The Causes of Panic Attacks and How they Develop
To many observers and sufferers the causes of Panic Attacks are a total mystery. At first sight they appear to happen at random and for no obvious reason whatsoever. This makes them even more scary to the sufferer.
In my own case I suppose I was lucky in this respect because I always knew that it was what I had been thinking about/imagining that had brought on even the first one I had when I was 10 years old. Nevertheless, that knowledge alone couldn't prevent my having them for the next 25 years or so until I finally managed to lose the habit.
Knowing the trigger in itself won't make them go away, but at least it lets the sufferer relax when those trigger situations aren't present.
Panic attacks are definitely not random. There is always a trigger. You may just not be aware of it.
Panic or anxiety attacks do form a pattern although this pattern may vary from person to person.
The physical symptoms of a panic attack are often also slightly different in different sufferers. Some people feel as if they are going to faint, some have chest pains and believe they might be having a heart attack, others fear they will vomit.
Regardless of the actual symptom which is feared, all anxiety attacks are self reinforcing and spiral in nature. The diagram on the page describing the symptom of feeling faint shows this.
The very first panic attack symptoms a sufferer experiences may happen for any reason. They may feel faint when waiting in a queue at the supermarket checkout, they may feel nauseous in a crowded pub, they may become breathless doing some physical activity and then over-breathe and feel dizzy.
These are just a few possibilities, the list is endless.
This first experience may have happened for a physical reason. Nevertheless, it was not pleasant so the survival instinct tries to link the feeling with the place it happened so that it can warn you in good time to be careful if you find yourself in that situation again.
A panic attack is not a pleasant experience. Once someone has experienced a panic attack, they are determined to avoid another. Ironically, it's that very same determination to prevent another that actually helps to bring it on!
So a panic attack then develops in 5 steps like this...
The survival instinct recognises that it's in a place where the person has had a fear response before. Survival instinct gives a "Be careful!" warning.

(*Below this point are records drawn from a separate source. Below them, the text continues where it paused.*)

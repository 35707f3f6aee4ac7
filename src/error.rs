//! Error types
//!
//! Three failure families, kept separate because the retry policy treats
//! them differently:
//! - [`InvalidRequestError`]: bad input, raised before any remote call, never retried
//! - [`RemoteExecError`]: SSH/transport failure, retried per policy
//! - [`ResponseParseError`]: curl output could not be interpreted; retried only
//!   when it came from an exit-code-only failure

use thiserror::Error;

/// Request validation errors. Raised by the command builder before any
/// SSH session is opened.
#[derive(Debug, Clone, PartialEq, Error)]
pub enum InvalidRequestError {
    #[error("unsupported HTTP method: {0:?}")]
    UnsupportedMethod(String),

    #[error("URL is empty")]
    EmptyUrl,

    #[error("URL is not an absolute http(s) URL: {0:?}")]
    InvalidUrl(String),

    #[error("header {0:?} contains control characters")]
    HeaderNotTokenSafe(String),

    #[error("timeout must be positive")]
    ZeroTimeout,

    #[error("backoff_factor must be non-negative")]
    NegativeBackoff,

    #[error("max_backoff must be positive")]
    NonPositiveMaxBackoff,

    #[error("request body is not serializable as JSON: {0}")]
    BodySerialize(String),
}

/// SSH session and transport errors.
#[derive(Debug, Error)]
pub enum RemoteExecError {
    #[error("SSH connection failed: {0}")]
    Connect(String),

    #[error("authentication rejected for user {0:?}")]
    AuthRejected(String),

    #[error("failed to load private key {path}: {reason}")]
    KeyLoad { path: String, reason: String },

    #[error("failed to open session channel: {0}")]
    ChannelOpen(String),

    #[error("remote command execution failed: {0}")]
    Exec(String),

    #[error("connection timed out after {0}s")]
    Timeout(u64),

    #[error("SSH channel closed before the command completed")]
    ChannelClosed,
}

/// Errors interpreting curl's stdout/stderr/exit-code triple.
#[derive(Debug, Clone, PartialEq, Error)]
pub enum ResponseParseError {
    /// curl exited non-zero without producing any response output.
    /// Carries the raw stderr excerpt for diagnosis.
    #[error("curl exited with status {exit_code} and produced no response: {stderr}")]
    CommandFailed { exit_code: i32, stderr: String },

    /// The write-out status marker never appeared in stdout even though
    /// curl exited cleanly.
    #[error("status marker not found in curl output")]
    MissingMarker,

    #[error("malformed status line: {0:?}")]
    BadStatusLine(String),
}

/// Top-level error returned by [`crate::RemoteCurlClient::request`].
#[derive(Debug, Error)]
pub enum Error {
    #[error(transparent)]
    InvalidRequest(#[from] InvalidRequestError),

    #[error(transparent)]
    Exec(#[from] RemoteExecError),

    #[error(transparent)]
    Parse(#[from] ResponseParseError),
}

The person feels the warning and looks for what the danger may be. Then remembers what happened the last time. Person gets afraid it will happen again and starts checking body for the start of symptoms.
Survival instinct notices that the person has listened to its warning and has responded by getting more afraid. Survival instinct therefore decides there is danger. Survival instinct sets fight or flight in motion to save the person.
Person notices heart beating faster and thinks this is confirmation that a panic attack is happening… Person now focusing only on looking for next symptoms and trying to stop them...
Survival instinct recognises that person is still getting more and more afraid so increases heart rate etc to save them...
And so it goes on…
It is reacting with more fear (raised negative arousal) in response to a survival instinct warning that causes the physical symptoms of fight or flight to be set into action, as shown previously.
What is very important to note, however, is that it is the, 'What if I panic?' thought that has actually caused the panic attack to happen.
So we can reduce the causes of panic attacks to one sentence:
A panic attack only happens if you join in with the warning!
This simple statement is the key to overcoming panic attacks but it is not as easy to do as it might appear to a non-sufferer.
My own book on Panic Attack has recently been re-issuied by the publisher in both a print and electronic version...
A practical guide to recognising and overcoming feelings of panic.
For a start you have the survival instinct to deal with. Once it gets involved it locks the person's attention on whatever the source of the fear is - in this case the possibility of a panic attack. In general when our life is threatened we need to take avoiding action of fight or flight so the survival instinct is designed to keep your attention on the danger. Not focusing on it is not usually the easy option. In "My Story" I have described some of my own battles in this respect.
But, although the first panic attack is triggered by events which provoke anxiety in their own right, subsequent panic attacks are based totally around the fear of having another panic attack.